With the increased competition and industry consolidation, retailers need to re-think their strategies that can enable continuous growth and innovation. Therefore, many retailers are increasingly using private label as a strategic weapon to differentiate themselves and outperform competitors. According to SIAL Middle East, a leading event organizer in the region, 88% of the Middle East retailers they interviewed in 2014, were investing in private label expansion. Spinneys UAE recently announced to boost the exports of private labels in Middle East and North Africa (MENA) countries due to the increasing demand and recent success enjoyed by company’s private label offerings. Similarly Tesco, LuLu, and Carrefour have also announced their plans to further develop their private label offerings in the region within both food and non-food segments.

There are significant opportunities for GCC retailers in the private label space as these products are more profitable than branded products. By cutting the middleman (distributor) out, and by avoiding higher marketing costs associated with branded products, private labels enable retailers to increase gross margins. As today’s price conscious consumers are looking for best value for their buck, private labels offer consumers a wider range, better quality, and fairly priced products, thus creating a win-win option for retailers and customers in the current retail landscape. Moreover, private labels offer retailers with more bargaining power with their suppliers. It also helps retailers to have better control over their product offerings and category management. Although the opportunity for GCC retailers in private labels is clear, retailers in the GCC region have failed to reap their full potential. This is mainly because retailers within the region face an array of challenges.

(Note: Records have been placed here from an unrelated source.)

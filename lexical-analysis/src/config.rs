//! Engine configuration and the selector enums callers pass per request.

use std::path::{Path, PathBuf};
use std::time::Duration;

use language_utils::Language;
use serde::{Deserialize, Serialize};

/// Which segmenter to run.
///
/// | value           | Japanese                   | Chinese                  | other spaced languages |
/// |-----------------|----------------------------|--------------------------|------------------------|
/// | `morphological` | lindera (IPADIC details)   | lindera (CC-CEDICT)      | Unicode word splitter  |
/// | `segmenter`     | script-run segmenter       | dictionary longest match | Unicode word splitter  |
/// | `longest_match` | dictionary longest match   | dictionary longest match | Unicode word splitter  |
///
/// English ignores the choice and always runs the rule-based tagger.
#[derive(
    Clone,
    Copy,
    Debug,
    Default,
    PartialEq,
    Eq,
    Hash,
    Serialize,
    Deserialize,
    schemars::JsonSchema,
    parse_display::Display,
    parse_display::FromStr,
)]
#[display(style = "snake_case")]
#[serde(rename_all = "snake_case")]
pub enum TokenizerBackend {
    #[default]
    Morphological,
    Segmenter,
    LongestMatch,
}

/// Which vocabulary list to grade words against.
///
/// `elzup` and `tanos` are Japanese JLPT lists; `combined` merges both. Every
/// language has a `default` list.
#[derive(
    Clone,
    Copy,
    Debug,
    Default,
    PartialEq,
    Eq,
    Hash,
    Serialize,
    Deserialize,
    schemars::JsonSchema,
    parse_display::Display,
    parse_display::FromStr,
)]
#[display(style = "snake_case")]
#[serde(rename_all = "snake_case")]
pub enum DictionarySource {
    #[default]
    Default,
    Elzup,
    Tanos,
    Combined,
}

impl DictionarySource {
    /// File stems making up this source, in merge order.
    pub fn file_stems(&self) -> &'static [&'static str] {
        match self {
            DictionarySource::Default => &["default"],
            DictionarySource::Elzup => &["elzup"],
            DictionarySource::Tanos => &["tanos"],
            DictionarySource::Combined => &["elzup", "tanos"],
        }
    }
}

/// Which Japanese grammar pattern table to match against.
#[derive(
    Clone,
    Copy,
    Debug,
    Default,
    PartialEq,
    Eq,
    Hash,
    Serialize,
    Deserialize,
    schemars::JsonSchema,
    parse_display::Display,
    parse_display::FromStr,
)]
#[display(style = "snake_case")]
#[serde(rename_all = "snake_case")]
pub enum GrammarTable {
    Yapan,
    Hagoromo,
    #[default]
    Combined,
}

impl GrammarTable {
    pub fn file_stems(&self) -> &'static [&'static str] {
        match self {
            GrammarTable::Yapan => &["yapan"],
            GrammarTable::Hagoromo => &["hagoromo"],
            GrammarTable::Combined => &["yapan", "hagoromo"],
        }
    }
}

/// Whether discovered vocabulary wins over the static dictionaries.
#[derive(
    Clone,
    Copy,
    Debug,
    Default,
    PartialEq,
    Eq,
    Serialize,
    Deserialize,
    schemars::JsonSchema,
    parse_display::Display,
    parse_display::FromStr,
)]
#[display(style = "snake_case")]
#[serde(rename_all = "snake_case")]
pub enum OverlayPrecedence {
    #[default]
    BeforeDictionary,
    AfterDictionary,
}

#[derive(Debug, Clone, PartialEq, Serialize, Deserialize, schemars::JsonSchema)]
#[serde(default)]
pub struct OverlayConfig {
    /// JSON object `{word: {"level": "N3"}}`. A missing file is an empty overlay.
    pub vocab_path: Option<PathBuf>,
    /// JSON object `{pattern: {"level": "N3", "definition": "..."}}`.
    pub grammar_path: Option<PathBuf>,
    pub ttl_ms: u64,
    pub precedence: OverlayPrecedence,
}

impl Default for OverlayConfig {
    fn default() -> Self {
        Self {
            vocab_path: None,
            grammar_path: None,
            ttl_ms: 5000,
            precedence: OverlayPrecedence::default(),
        }
    }
}

impl OverlayConfig {
    pub fn ttl(&self) -> Duration {
        Duration::from_millis(self.ttl_ms)
    }
}

#[derive(Debug, Clone, Default, PartialEq, Serialize, Deserialize, schemars::JsonSchema)]
#[serde(default)]
pub struct MorphologicalDictionaries {
    /// lindera dictionary URI, e.g. a path to a compiled IPADIC directory.
    pub japanese: Option<String>,
    pub chinese: Option<String>,
}

impl MorphologicalDictionaries {
    pub fn for_language(&self, language: Language) -> Option<&str> {
        match language {
            Language::Japanese => self.japanese.as_deref(),
            Language::Chinese => self.chinese.as_deref(),
            _ => None,
        }
    }
}

#[derive(Debug, Clone, PartialEq, Serialize, Deserialize, schemars::JsonSchema)]
#[serde(default)]
pub struct EngineConfig {
    /// Holds `<iso639-1>-<source>.json` files mapping words to level labels.
    pub dictionary_dir: PathBuf,
    /// Holds `ja-grammar-<table>.json` files.
    pub grammar_dir: PathBuf,
    pub overlay: OverlayConfig,
    pub japanese_backend: TokenizerBackend,
    pub chinese_backend: TokenizerBackend,
    pub morphological_dictionary: MorphologicalDictionaries,
    pub japanese_dictionary: DictionarySource,
    pub grammar_table: GrammarTable,
}

impl Default for EngineConfig {
    fn default() -> Self {
        Self {
            dictionary_dir: PathBuf::from("data/dictionaries"),
            grammar_dir: PathBuf::from("data/grammar"),
            overlay: OverlayConfig::default(),
            japanese_backend: TokenizerBackend::Morphological,
            chinese_backend: TokenizerBackend::Morphological,
            morphological_dictionary: MorphologicalDictionaries::default(),
            japanese_dictionary: DictionarySource::Combined,
            grammar_table: GrammarTable::Combined,
        }
    }
}

#[derive(Debug, thiserror::Error)]
pub enum ConfigError {
    #[error("failed to read config {path}")]
    Io {
        path: PathBuf,
        #[source]
        source: std::io::Error,
    },
    #[error("failed to parse config {path}")]
    Parse {
        path: PathBuf,
        #[source]
        source: serde_json::Error,
    },
}

impl EngineConfig {
    pub fn from_json_file(path: &Path) -> Result<Self, ConfigError> {
        let contents = std::fs::read_to_string(path).map_err(|source| ConfigError::Io {
            path: path.to_path_buf(),
            source,
        })?;
        serde_json::from_str(&contents).map_err(|source| ConfigError::Parse {
            path: path.to_path_buf(),
            source,
        })
    }

    pub fn default_backend(&self, language: Language) -> TokenizerBackend {
        match language {
            Language::Japanese => self.japanese_backend,
            Language::Chinese => self.chinese_backend,
            _ => TokenizerBackend::Morphological,
        }
    }

    pub fn default_dictionary(&self, language: Language) -> DictionarySource {
        match language {
            Language::Japanese => self.japanese_dictionary,
            _ => DictionarySource::Default,
        }
    }
}

/// Per-request selector overrides. `None` falls back to the [`EngineConfig`] default.
#[derive(Debug, Clone, Copy, Default, PartialEq, Eq, Serialize, Deserialize, schemars::JsonSchema)]
pub struct AnalysisOptions {
    #[serde(default)]
    pub backend: Option<TokenizerBackend>,
    #[serde(default)]
    pub dictionary: Option<DictionarySource>,
    #[serde(default)]
    pub grammar_table: Option<GrammarTable>,
}

#[cfg(test)]
mod tests {
    use super::*;

    #[test]
    fn test_partial_config_fills_defaults() {
        let config: EngineConfig = serde_json::from_str(
            r#"{"dictionary_dir": "/dicts", "overlay": {"precedence": "after_dictionary"}}"#,
        )
        .unwrap();
        assert_eq!(config.dictionary_dir, PathBuf::from("/dicts"));
        // Unspecified overlay fields keep their defaults
        assert_eq!(config.overlay.ttl_ms, 5000);
        assert_eq!(config.overlay.precedence, OverlayPrecedence::AfterDictionary);
        assert_eq!(config.grammar_table, GrammarTable::Combined);
    }

    #[test]
    fn test_selectors_parse_snake_case() {
        assert_eq!(
            "longest_match".parse::<TokenizerBackend>().unwrap(),
            TokenizerBackend::LongestMatch
        );
        assert_eq!("tanos".parse::<DictionarySource>().unwrap(), DictionarySource::Tanos);
        assert_eq!(GrammarTable::Hagoromo.to_string(), "hagoromo");
        assert!("spacy".parse::<TokenizerBackend>().is_err());
    }

    #[test]
    fn test_only_japanese_uses_configured_dictionary() {
        let config = EngineConfig::default();
        assert_eq!(config.default_dictionary(Language::Japanese), DictionarySource::Combined);
        assert_eq!(config.default_dictionary(Language::English), DictionarySource::Default);
    }

    #[test]
    fn test_config_file_round_trip() {
        let dir = tempfile::tempdir().unwrap();
        let path = dir.path().join("engine.json");
        std::fs::write(&path, r#"{"japanese_backend": "segmenter"}"#).unwrap();
        let config = EngineConfig::from_json_file(&path).unwrap();
        assert_eq!(config.japanese_backend, TokenizerBackend::Segmenter);

        let missing = EngineConfig::from_json_file(&dir.path().join("nope.json"));
        assert!(matches!(missing, Err(ConfigError::Io { .. })));
    }
}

Firstly, sourcing is a significant challenge for retailers as there are very few manufacturers in the region who have the capabilities to supply a range of high quality private label products. Most of these companies have existing manufacturing contracts with multinational retailers, which prohibit them from creating private label products for regional players. Other manufacturers and suppliers in the region face acute operational issues such as quality and supply chain management deficiencies that automatically make them unfit.

Secondly, the region has a diverse range of consumers of different nationalities, income levels, and other social demographics. Understanding their diverse needs is a challenge for retailers. So far, most of the retailers have focused solely on value, and failed to gauge the exact needs and expectations of these consumers due to lack of customer intelligence and the retailers’ limited ability to customize their private label offerings as per the regional market needs. GCC retailers have also failed to assess the current gaps in their assortment, and how they can utilize their private label offerings to fill these gaps.

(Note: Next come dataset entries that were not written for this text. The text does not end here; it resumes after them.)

#[cfg(test)]
mod tests {
    use super::*;
    use language_utils::CefrLevel;

    fn jlpt(level: JlptLevel) -> ProficiencyLabel {
        ProficiencyLabel::Jlpt(level)
    }

    fn lexicon(dictionary: Dictionary, overlay: DiscoveredRules, precedence: OverlayPrecedence) -> Lexicon {
        Lexicon::new(Arc::new(dictionary), Arc::new(overlay), precedence)
    }

    #[test]
    fn test_lookup_chain_order() {
        let dictionary = Dictionary::from_entries(
            Language::Japanese,
            [
                ("本当", jlpt(JlptLevel::N3)),
                ("勉強", jlpt(JlptLevel::N4)),
                ("食べる", jlpt(JlptLevel::N5)),
            ],
        );
        let lexicon = lexicon(dictionary, DiscoveredRules::default(), OverlayPrecedence::BeforeDictionary);

        // Curated overrides beat the dictionary
        assert_eq!(lexicon.lookup("本当"), Some(jlpt(JlptLevel::N5)));
        // Lemma is preferred, surface is the fallback
        assert_eq!(lexicon.resolve("食べる", "食べ"), Some(jlpt(JlptLevel::N5)));
        assert_eq!(lexicon.resolve("食べ", "食べる"), Some(jlpt(JlptLevel::N5)));
        // する compounds retry on the noun stem
        assert_eq!(lexicon.lookup("勉強する"), Some(jlpt(JlptLevel::N4)));
        assert_eq!(lexicon.lookup("する"), None);
        assert_eq!(lexicon.lookup("猫"), None);
    }

    #[test]
    fn test_overlay_precedence_is_configurable() {
        let dictionary = Dictionary::from_entries(Language::Japanese, [("推し", jlpt(JlptLevel::N1))]);
        let overlay = DiscoveredRules::from_vocab([
            ("推し", jlpt(JlptLevel::N3)),
            ("ガチ", jlpt(JlptLevel::N2)),
        ]);

        let before = lexicon(dictionary.clone(), overlay.clone(), OverlayPrecedence::BeforeDictionary);
        assert_eq!(before.lookup("推し"), Some(jlpt(JlptLevel::N3)));

        let after = lexicon(dictionary, overlay, OverlayPrecedence::AfterDictionary);
        assert_eq!(after.lookup("推し"), Some(jlpt(JlptLevel::N1)));
        // The overlay still fills gaps when it ranks last
        assert_eq!(after.lookup("ガチ"), Some(jlpt(JlptLevel::N2)));
    }

    #[test]
    fn test_overlay_labels_on_another_scale_are_ignored() {
        let overlay = DiscoveredRules::from_vocab([("cat", jlpt(JlptLevel::N5))]);
        let lexicon = lexicon(Dictionary::empty(Language::English), overlay, OverlayPrecedence::BeforeDictionary);
        assert_eq!(lexicon.lookup("cat"), None);
    }

    #[test]
    fn test_dictionary_file_parsing() {
        let dir = tempfile::tempdir().unwrap();
        let path = dir.path().join("zh-default.json");
        std::fs::write(&path, r#"{"你好": 1, "经济": "HSK4", "坏": "N3"}"#).unwrap();

        let dictionary = Dictionary::from_json_file(Language::Chinese, &path).unwrap();
        assert_eq!(dictionary.get("你好"), Some(ProficiencyLabel::Hsk(1)));
        assert_eq!(dictionary.get("经济"), Some(ProficiencyLabel::Hsk(4)));
        // A JLPT label in a Chinese list is off-scale
        assert_eq!(dictionary.get("坏"), None);
        assert_eq!(dictionary.longest_entry(), 2);
    }

    #[test]
    fn test_file_store_merges_combined_sources() {
        let dir = tempfile::tempdir().unwrap();
        std::fs::write(
            dir.path().join("ja-elzup.json"),
            r#"{"猫": "N4", "経済": "N2"}"#,
        )
        .unwrap();
        std::fs::write(dir.path().join("ja-tanos.json"), r#"{"猫": "N5", "犬": "N5"}"#).unwrap();

        let store = FileDictionaryStore::new(dir.path(), dir.path());
        let combined = store
            .load_vocabulary(Language::Japanese, DictionarySource::Combined)
            .unwrap();
        // The easier of two listings wins
        assert_eq!(combined.get("猫"), Some(jlpt(JlptLevel::N5)));
        assert_eq!(combined.len(), 3);

        // A missing file is an empty dictionary, not an error
        let english = store
            .load_vocabulary(Language::English, DictionarySource::Default)
            .unwrap();
        assert!(english.is_empty());
    }

    #[test]
    fn test_malformed_dictionary_is_an_error() {
        let dir = tempfile::tempdir().unwrap();
        std::fs::write(dir.path().join("en-default.json"), "[not a map").unwrap();
        let store = FileDictionaryStore::new(dir.path(), dir.path());
        let result = store.load_vocabulary(Language::English, DictionarySource::Default);
        assert!(matches!(result, Err(DictionaryError::Parse { .. })));
    }

    #[test]
    fn test_memory_store() {
        let store = MemoryDictionaryStore::new().with_vocabulary(
            DictionarySource::Default,
            Dictionary::from_entries(Language::English, [("dog", ProficiencyLabel::Cefr(CefrLevel::A1))]),
        );
        let english = store
            .load_vocabulary(Language::English, DictionarySource::Default)
            .unwrap();
        assert!(english.contains("dog"));
        let tanos = store
            .load_vocabulary(Language::Japanese, DictionarySource::Tanos)
            .unwrap();
        assert!(tanos.is_empty());
    }
}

Given the retail industry’s robust growth outlook, in order to grow and capture a bigger market share, retailers are using organic as well as M&A strategies. Therefore, M&A activity has also picked up within the industry. In the past few years many deals have taken place that involved region’s leading retailers such as Savola Group, Damas International, LuLu Group, and Al Meera Consumer Goods Co. As the retail landscape continues to consolidate, competition among retailers in the GCC will only get fiercer.

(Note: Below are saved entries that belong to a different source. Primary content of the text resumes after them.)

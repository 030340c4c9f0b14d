pub mod ability;
pub mod proficiency;
pub mod profile;
pub mod script;
pub mod text_cleanup;
pub mod token;

pub use ability::{
    BayesianProfile, ExploreConfig, ItemMetadata, NewWord, PracticeSession, PracticeStatus,
    QuizResult, SelfReport, SentenceRecord, TargetBand, UserAbilityState,
};
pub use proficiency::{
    Band, BandMap, BroadBand, BroadBandMap, CefrLevel, JlptLevel, JlptLevelMap, ProficiencyLabel,
    ProficiencyScale,
};
pub use profile::{DifficultySummary, GrammarProfile, LexicalProfile, MatchedPattern};
pub use token::{Token, TokenClass};

#[derive(
    Clone,
    Debug,
    serde::Serialize,
    serde::Deserialize,
    Hash,
    Eq,
    PartialEq,
    Ord,
    PartialOrd,
    Copy,
    schemars::JsonSchema,
)]
pub enum PartOfSpeech {
    #[serde(rename = "ADJ")]
    Adj, // adjective
    #[serde(rename = "ADP")]
    Adp, // adposition
    #[serde(rename = "ADV")]
    Adv, // adverb
    #[serde(rename = "AUX")]
    Aux, // auxiliary
    #[serde(rename = "CCONJ")]
    Cconj, // coordinating conjunction
    #[serde(rename = "DET")]
    Det, // determiner
    #[serde(rename = "INTJ")]
    Intj, // interjection
    #[serde(rename = "NOUN")]
    Noun, // noun
    #[serde(rename = "NUM")]
    Num, // numeral
    #[serde(rename = "PART")]
    Part, // particle
    #[serde(rename = "PRON")]
    Pron, // pronoun
    #[serde(rename = "PROPN")]
    Propn, // proper noun
    #[serde(rename = "PUNCT")]
    Punct, // punctuation
    #[serde(rename = "SCONJ")]
    Sconj, // subordinating conjunction
    #[serde(rename = "SYM")]
    Sym, // symbol
    #[serde(rename = "VERB")]
    Verb, // verb
    #[serde(rename = "SPACE")]
    Space, // space
    #[serde(rename = "X")]
    X, // other
}

impl PartOfSpeech {
    /// Noun/verb/adjective/adverb classes. These carry vocabulary difficulty when the
    /// token is an independent form.
    pub fn is_content_class(&self) -> bool {
        matches!(
            self,
            PartOfSpeech::Noun
                | PartOfSpeech::Propn
                | PartOfSpeech::Verb
                | PartOfSpeech::Adj
                | PartOfSpeech::Adv
                | PartOfSpeech::Num
        )
    }
}

impl std::fmt::Display for PartOfSpeech {
    fn fmt(&self, f: &mut std::fmt::Formatter<'_>) -> std::fmt::Result {
        let word = match self {
            PartOfSpeech::Adj => "adjective",
            PartOfSpeech::Adp => "adposition",
            PartOfSpeech::Adv => "adverb",
            PartOfSpeech::Aux => "auxiliary",
            PartOfSpeech::Cconj => "coordinating conjunction",
            PartOfSpeech::Det => "determiner",
            PartOfSpeech::Intj => "interjection",
            PartOfSpeech::Noun => "noun",
            PartOfSpeech::Num => "numeral",
            PartOfSpeech::Part => "particle",
            PartOfSpeech::Pron => "pronoun",
            PartOfSpeech::Propn => "proper noun",
            PartOfSpeech::Punct => "punctuation",
            PartOfSpeech::Sconj => "subordinating conjunction",
            PartOfSpeech::Sym => "symbol",
            PartOfSpeech::Verb => "verb",
            PartOfSpeech::Space => "space",
            PartOfSpeech::X => "other",
        };
        write!(f, "{word}")
    }
}

#[derive(
    Copy,
    Clone,
    Debug,
    Hash,
    serde::Serialize,
    serde::Deserialize,
    PartialEq,
    Eq,
    Ord,
    PartialOrd,
    schemars::JsonSchema,
)]
pub enum Language {
    French,
    English,
    Spanish,
    Korean,
    German,
    Chinese,
    Japanese,
    Russian,
    Portuguese,
    Italian,
}

#[derive(
    Copy,
    Clone,
    Debug,
    serde::Serialize,
    serde::Deserialize,
    PartialEq,
    Eq,
    schemars::JsonSchema,
)]
pub enum WritingSystem {
    /// Latin alphabet (Romance languages, Germanic languages, etc.)
    Latin,
    /// Korean Hangul script
    Hangul,
    /// Cyrillic alphabet (Russian, etc.)
    Cyrillic,
    /// Chinese Han characters (simplified and traditional)
    Han,
    /// Japanese writing system (combines Kanji, Hiragana, and Katakana)
    Japanese,
}

impl WritingSystem {
    /// Scripts written without spaces between words.
    pub fn is_unspaced(&self) -> bool {
        matches!(self, WritingSystem::Han | WritingSystem::Japanese)
    }
}

impl Language {
    pub const ALL: [Language; 10] = [
        Language::French,
        Language::English,
        Language::Spanish,
        Language::Korean,
        Language::German,
        Language::Chinese,
        Language::Japanese,
        Language::Russian,
        Language::Portuguese,
        Language::Italian,
    ];

    pub fn iso_639_3(&self) -> &'static str {
        match self {
            Language::French => "fra",
            Language::English => "eng",
            Language::Spanish => "spa",
            Language::Korean => "kor",
            Language::German => "deu",
            Language::Chinese => "zho",
            Language::Japanese => "jpn",
            Language::Russian => "rus",
            Language::Portuguese => "por",
            Language::Italian => "ita",
        }
    }

    pub fn iso_639_1(&self) -> &'static str {
        match self {
            Language::French => "fr",
            Language::English => "en",
            Language::Spanish => "es",
            Language::Korean => "ko",
            Language::German => "de",
            Language::Chinese => "zh",
            Language::Japanese => "ja",
            Language::Russian => "ru",
            Language::Portuguese => "pt",
            Language::Italian => "it",
        }
    }

    /// Accepts ISO 639-1 or 639-3 codes, case-insensitively.
    pub fn from_code(code: &str) -> Option<Language> {
        let code = code.trim().to_ascii_lowercase();
        Language::ALL
            .into_iter()
            .find(|language| language.iso_639_1() == code || language.iso_639_3() == code)
    }

    pub fn writing_system(&self) -> WritingSystem {
        match self {
            Language::French
            | Language::English
            | Language::Spanish
            | Language::German
            | Language::Portuguese
            | Language::Italian => WritingSystem::Latin,
            Language::Korean => WritingSystem::Hangul,
            Language::Russian => WritingSystem::Cyrillic,
            Language::Chinese => WritingSystem::Han,
            Language::Japanese => WritingSystem::Japanese,
        }
    }

    pub fn proficiency_scale(&self) -> ProficiencyScale {
        match self {
            Language::Japanese => ProficiencyScale::Jlpt,
            Language::Chinese => ProficiencyScale::Hsk,
            _ => ProficiencyScale::Cefr,
        }
    }
}

impl std::fmt::Display for Language {
    fn fmt(&self, f: &mut std::fmt::Formatter<'_>) -> std::fmt::Result {
        match self {
            Language::French => write!(f, "French"),
            Language::English => write!(f, "English"),
            Language::Spanish => write!(f, "Spanish"),
            Language::Korean => write!(f, "Korean"),
            Language::German => write!(f, "German"),
            Language::Chinese => write!(f, "Chinese"),
            Language::Japanese => write!(f, "Japanese"),
            Language::Russian => write!(f, "Russian"),
            Language::Portuguese => write!(f, "Portuguese"),
            Language::Italian => write!(f, "Italian"),
        }
    }
}

#[cfg(test)]
mod tests {
    use super::*;

    #[test]
    fn test_from_code() {
        assert_eq!(Language::from_code("ja"), Some(Language::Japanese));
        assert_eq!(Language::from_code("ZHO"), Some(Language::Chinese));
        assert_eq!(Language::from_code(" en "), Some(Language::English));
        assert_eq!(Language::from_code("xx"), None);
    }

    #[test]
    fn test_scales() {
        assert_eq!(Language::Japanese.proficiency_scale(), ProficiencyScale::Jlpt);
        assert_eq!(Language::Chinese.proficiency_scale(), ProficiencyScale::Hsk);
        // Everything else is graded on CEFR
        assert_eq!(Language::French.proficiency_scale(), ProficiencyScale::Cefr);
    }

    #[test]
    fn test_part_of_speech_serializes_as_ud_tag() {
        let json = serde_json::to_string(&PartOfSpeech::Propn).unwrap();
        assert_eq!(json, "\"PROPN\"");
        assert!(PartOfSpeech::Verb.is_content_class());
        assert!(!PartOfSpeech::Adp.is_content_class());
    }
}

Private label is likely to become one of the key battlegrounds for retailers looking to succeed in these markets. As a first step, retailers should integrate private label with the company’s overall business strategy. Further, in order to succeed, retailers will have to develop a better understanding of the retail market landscape as well as shopping behavior of their target consumer segments. This will help them create targeted private label strategies tailored to shopper needs with optimal private label categories, branding, packaging, and pricing strategies. By collaborating with experienced manufacturers, GCC retailers need to ensure that right products are on the right shelves at the right time and price. It is critically important for retailers to strike the right balance between price and value. Cracking this code will allow retailers to strengthen growth and customer loyalty beyond 2015.